DIRECTIONS FOR THIS TASK: Print the data below exactly, but only the lines from the one containing "filename src/base/poly_function.rs" down to the one containing "Between points the", inclusive.

Start of Block

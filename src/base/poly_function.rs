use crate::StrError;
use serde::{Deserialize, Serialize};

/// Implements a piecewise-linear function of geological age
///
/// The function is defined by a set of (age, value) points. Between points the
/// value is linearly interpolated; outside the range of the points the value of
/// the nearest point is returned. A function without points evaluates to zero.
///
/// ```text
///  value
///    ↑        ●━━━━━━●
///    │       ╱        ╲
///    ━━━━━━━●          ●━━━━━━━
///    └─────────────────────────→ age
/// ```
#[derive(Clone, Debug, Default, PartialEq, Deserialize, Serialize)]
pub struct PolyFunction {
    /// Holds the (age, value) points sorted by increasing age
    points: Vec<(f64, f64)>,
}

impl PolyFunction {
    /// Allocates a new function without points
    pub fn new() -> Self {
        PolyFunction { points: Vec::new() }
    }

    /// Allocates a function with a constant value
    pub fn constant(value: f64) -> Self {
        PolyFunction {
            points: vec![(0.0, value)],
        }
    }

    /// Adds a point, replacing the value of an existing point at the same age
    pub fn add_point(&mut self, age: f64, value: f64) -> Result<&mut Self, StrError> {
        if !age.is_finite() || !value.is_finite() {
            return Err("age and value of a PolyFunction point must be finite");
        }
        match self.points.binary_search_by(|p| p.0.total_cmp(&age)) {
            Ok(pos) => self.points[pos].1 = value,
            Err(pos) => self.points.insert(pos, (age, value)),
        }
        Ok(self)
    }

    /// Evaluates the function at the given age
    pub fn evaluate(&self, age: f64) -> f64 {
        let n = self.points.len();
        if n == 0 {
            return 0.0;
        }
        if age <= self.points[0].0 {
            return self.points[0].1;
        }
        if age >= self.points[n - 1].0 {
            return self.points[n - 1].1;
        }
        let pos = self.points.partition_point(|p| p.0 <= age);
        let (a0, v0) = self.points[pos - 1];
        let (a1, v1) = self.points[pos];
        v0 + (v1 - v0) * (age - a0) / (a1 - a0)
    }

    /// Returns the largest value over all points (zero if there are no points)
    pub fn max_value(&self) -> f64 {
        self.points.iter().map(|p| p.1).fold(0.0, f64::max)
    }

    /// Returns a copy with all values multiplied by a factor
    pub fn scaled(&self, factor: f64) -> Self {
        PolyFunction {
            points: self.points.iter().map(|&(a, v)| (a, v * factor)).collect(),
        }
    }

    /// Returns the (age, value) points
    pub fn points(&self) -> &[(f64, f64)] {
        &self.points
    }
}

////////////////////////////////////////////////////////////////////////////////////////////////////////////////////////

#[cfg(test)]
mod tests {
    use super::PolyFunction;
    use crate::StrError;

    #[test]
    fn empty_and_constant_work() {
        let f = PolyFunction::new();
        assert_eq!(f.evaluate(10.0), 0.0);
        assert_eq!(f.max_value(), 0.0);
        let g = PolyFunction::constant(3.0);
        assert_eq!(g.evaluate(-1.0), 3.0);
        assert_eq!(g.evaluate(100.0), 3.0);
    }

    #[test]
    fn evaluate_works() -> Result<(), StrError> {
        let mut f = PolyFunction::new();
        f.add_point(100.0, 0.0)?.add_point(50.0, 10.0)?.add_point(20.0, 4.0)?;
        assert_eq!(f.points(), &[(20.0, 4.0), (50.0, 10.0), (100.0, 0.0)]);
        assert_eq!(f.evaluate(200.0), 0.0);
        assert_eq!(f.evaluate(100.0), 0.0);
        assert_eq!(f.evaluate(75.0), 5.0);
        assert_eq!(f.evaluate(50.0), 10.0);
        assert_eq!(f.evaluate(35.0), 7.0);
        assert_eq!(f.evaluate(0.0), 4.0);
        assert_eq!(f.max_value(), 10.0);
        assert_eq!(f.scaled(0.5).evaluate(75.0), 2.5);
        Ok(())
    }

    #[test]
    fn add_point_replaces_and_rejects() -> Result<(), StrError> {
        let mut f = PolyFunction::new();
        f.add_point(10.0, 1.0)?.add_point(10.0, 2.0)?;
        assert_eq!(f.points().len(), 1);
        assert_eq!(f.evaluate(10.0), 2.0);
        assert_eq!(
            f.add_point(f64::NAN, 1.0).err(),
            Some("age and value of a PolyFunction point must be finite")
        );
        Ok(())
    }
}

End of Block
Start of Block

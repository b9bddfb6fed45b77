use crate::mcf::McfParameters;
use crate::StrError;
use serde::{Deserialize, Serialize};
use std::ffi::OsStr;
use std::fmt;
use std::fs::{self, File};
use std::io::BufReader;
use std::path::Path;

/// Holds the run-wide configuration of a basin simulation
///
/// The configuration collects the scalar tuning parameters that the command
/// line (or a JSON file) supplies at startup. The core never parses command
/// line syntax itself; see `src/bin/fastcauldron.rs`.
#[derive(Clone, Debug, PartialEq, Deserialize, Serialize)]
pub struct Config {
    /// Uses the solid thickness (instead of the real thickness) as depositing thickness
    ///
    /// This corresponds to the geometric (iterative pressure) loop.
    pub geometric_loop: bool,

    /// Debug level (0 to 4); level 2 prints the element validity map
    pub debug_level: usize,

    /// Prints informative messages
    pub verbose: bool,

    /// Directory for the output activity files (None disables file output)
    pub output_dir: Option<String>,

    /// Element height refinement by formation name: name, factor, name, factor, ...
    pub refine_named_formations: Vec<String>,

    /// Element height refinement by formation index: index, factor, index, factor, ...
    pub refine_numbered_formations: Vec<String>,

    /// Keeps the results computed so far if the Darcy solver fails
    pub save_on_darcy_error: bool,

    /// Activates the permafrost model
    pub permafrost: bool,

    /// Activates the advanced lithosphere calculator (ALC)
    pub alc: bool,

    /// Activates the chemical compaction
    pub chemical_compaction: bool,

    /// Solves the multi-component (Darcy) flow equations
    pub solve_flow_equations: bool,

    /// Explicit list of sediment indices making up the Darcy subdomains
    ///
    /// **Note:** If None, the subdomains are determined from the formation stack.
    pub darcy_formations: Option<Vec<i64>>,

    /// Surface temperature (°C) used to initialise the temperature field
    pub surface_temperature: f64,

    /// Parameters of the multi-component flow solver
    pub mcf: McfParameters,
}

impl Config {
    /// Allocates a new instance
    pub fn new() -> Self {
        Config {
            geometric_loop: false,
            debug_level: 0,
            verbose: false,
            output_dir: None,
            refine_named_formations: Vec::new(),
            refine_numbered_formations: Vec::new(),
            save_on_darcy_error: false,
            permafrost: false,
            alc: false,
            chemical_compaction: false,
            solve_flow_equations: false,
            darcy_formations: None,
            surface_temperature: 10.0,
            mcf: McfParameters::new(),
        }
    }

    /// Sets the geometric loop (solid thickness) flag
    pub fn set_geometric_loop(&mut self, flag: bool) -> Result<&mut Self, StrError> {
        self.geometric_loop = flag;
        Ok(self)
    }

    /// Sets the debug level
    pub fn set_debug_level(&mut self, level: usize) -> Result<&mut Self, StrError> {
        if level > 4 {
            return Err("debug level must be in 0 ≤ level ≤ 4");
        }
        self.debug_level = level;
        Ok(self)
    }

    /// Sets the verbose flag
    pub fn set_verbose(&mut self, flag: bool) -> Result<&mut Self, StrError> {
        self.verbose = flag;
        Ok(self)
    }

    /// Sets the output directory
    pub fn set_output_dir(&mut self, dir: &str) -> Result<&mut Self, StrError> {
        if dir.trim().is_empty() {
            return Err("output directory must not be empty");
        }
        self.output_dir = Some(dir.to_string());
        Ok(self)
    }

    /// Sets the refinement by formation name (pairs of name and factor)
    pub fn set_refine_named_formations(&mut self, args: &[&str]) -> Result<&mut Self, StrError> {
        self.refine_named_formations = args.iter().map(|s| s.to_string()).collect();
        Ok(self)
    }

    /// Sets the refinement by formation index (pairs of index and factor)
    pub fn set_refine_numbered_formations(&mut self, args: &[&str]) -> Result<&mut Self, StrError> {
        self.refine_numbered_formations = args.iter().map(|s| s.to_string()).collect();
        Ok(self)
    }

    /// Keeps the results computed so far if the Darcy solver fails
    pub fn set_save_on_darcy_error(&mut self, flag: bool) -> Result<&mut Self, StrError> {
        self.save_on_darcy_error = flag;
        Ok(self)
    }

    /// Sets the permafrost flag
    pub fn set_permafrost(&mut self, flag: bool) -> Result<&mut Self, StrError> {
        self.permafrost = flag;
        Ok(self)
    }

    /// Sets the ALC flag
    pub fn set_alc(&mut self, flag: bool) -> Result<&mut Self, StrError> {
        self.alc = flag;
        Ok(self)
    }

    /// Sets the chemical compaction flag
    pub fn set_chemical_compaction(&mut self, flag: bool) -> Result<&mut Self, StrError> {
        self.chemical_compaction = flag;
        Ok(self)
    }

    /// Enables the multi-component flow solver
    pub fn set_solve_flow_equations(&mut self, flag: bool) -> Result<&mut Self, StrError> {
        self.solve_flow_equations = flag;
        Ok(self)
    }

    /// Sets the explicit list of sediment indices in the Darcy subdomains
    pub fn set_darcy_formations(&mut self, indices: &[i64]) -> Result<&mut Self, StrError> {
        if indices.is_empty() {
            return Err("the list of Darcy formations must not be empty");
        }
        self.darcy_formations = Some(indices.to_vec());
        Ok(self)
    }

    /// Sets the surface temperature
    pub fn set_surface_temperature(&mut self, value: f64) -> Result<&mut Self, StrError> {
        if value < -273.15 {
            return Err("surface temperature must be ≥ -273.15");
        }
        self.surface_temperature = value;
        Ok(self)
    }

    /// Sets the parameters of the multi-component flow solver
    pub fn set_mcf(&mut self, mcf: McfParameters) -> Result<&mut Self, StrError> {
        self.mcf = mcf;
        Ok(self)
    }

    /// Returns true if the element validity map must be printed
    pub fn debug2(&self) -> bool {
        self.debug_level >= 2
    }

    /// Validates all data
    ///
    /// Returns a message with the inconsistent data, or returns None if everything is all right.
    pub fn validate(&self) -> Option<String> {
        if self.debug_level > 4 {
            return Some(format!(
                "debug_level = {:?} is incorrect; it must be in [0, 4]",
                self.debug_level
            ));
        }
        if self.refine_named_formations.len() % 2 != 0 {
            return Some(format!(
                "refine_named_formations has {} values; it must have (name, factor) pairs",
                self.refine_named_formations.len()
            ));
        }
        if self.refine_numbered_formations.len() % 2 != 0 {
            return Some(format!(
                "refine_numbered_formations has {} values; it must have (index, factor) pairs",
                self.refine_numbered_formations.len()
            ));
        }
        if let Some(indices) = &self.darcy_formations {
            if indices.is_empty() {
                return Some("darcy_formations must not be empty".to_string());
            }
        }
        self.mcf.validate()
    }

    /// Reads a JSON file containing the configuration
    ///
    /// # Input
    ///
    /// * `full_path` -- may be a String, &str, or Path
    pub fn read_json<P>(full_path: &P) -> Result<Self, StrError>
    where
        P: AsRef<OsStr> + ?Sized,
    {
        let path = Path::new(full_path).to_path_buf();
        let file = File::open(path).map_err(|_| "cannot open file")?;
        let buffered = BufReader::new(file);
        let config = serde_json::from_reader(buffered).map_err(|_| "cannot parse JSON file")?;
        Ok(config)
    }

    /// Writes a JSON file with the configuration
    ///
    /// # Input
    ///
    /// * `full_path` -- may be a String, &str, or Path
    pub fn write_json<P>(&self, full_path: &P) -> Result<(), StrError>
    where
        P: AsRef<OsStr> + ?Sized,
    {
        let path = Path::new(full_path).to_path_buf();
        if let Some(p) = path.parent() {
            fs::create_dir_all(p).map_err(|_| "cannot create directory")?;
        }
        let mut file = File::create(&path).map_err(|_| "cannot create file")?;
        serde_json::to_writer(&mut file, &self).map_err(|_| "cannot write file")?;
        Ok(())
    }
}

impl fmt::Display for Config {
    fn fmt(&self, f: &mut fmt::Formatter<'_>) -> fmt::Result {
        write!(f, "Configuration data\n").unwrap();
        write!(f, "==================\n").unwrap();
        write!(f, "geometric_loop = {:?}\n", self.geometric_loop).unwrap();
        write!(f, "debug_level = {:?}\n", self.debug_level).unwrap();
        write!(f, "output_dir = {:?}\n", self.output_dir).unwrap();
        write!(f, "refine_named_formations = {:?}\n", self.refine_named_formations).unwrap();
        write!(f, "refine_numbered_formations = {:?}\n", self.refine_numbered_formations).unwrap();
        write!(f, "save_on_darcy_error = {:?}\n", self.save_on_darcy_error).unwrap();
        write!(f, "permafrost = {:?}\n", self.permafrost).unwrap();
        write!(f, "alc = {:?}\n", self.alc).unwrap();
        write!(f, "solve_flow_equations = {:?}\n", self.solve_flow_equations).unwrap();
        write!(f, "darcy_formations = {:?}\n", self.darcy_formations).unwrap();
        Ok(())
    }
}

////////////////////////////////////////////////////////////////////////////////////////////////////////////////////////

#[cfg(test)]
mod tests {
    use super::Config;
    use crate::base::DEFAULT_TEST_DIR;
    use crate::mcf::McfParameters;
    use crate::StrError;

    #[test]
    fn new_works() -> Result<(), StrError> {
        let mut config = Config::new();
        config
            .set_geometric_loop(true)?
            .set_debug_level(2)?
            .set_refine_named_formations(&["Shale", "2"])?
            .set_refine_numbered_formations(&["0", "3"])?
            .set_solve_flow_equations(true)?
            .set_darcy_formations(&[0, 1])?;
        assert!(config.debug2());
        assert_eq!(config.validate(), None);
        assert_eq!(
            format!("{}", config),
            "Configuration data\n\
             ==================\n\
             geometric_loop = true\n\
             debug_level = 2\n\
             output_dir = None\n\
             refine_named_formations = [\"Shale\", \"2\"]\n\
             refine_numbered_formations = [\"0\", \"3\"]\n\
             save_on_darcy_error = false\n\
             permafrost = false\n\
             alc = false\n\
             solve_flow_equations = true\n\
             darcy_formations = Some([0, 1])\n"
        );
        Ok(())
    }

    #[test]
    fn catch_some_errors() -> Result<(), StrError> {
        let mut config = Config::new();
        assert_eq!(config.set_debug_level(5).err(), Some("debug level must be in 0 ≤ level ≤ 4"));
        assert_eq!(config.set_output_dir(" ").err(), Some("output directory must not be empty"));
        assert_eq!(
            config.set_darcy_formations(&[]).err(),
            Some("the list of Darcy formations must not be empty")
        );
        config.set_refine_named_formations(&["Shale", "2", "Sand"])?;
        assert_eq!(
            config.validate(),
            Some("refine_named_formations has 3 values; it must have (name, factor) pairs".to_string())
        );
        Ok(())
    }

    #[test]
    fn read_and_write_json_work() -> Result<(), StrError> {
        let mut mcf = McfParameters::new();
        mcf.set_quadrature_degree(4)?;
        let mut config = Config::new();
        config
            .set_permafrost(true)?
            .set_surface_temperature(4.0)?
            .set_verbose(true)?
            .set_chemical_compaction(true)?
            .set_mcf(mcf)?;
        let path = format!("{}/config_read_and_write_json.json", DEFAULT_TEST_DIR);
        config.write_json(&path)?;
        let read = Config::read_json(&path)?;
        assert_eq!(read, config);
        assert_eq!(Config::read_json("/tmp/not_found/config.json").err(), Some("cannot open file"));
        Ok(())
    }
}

End of Block

SOLUTION TO THIS EXERCISE:
filename src/base/poly_function.rs
use crate::StrError;
use serde::{Deserialize, Serialize};

/// Implements a piecewise-linear function of geological age
///
/// The function is defined by a set of (age, value) points. Between points the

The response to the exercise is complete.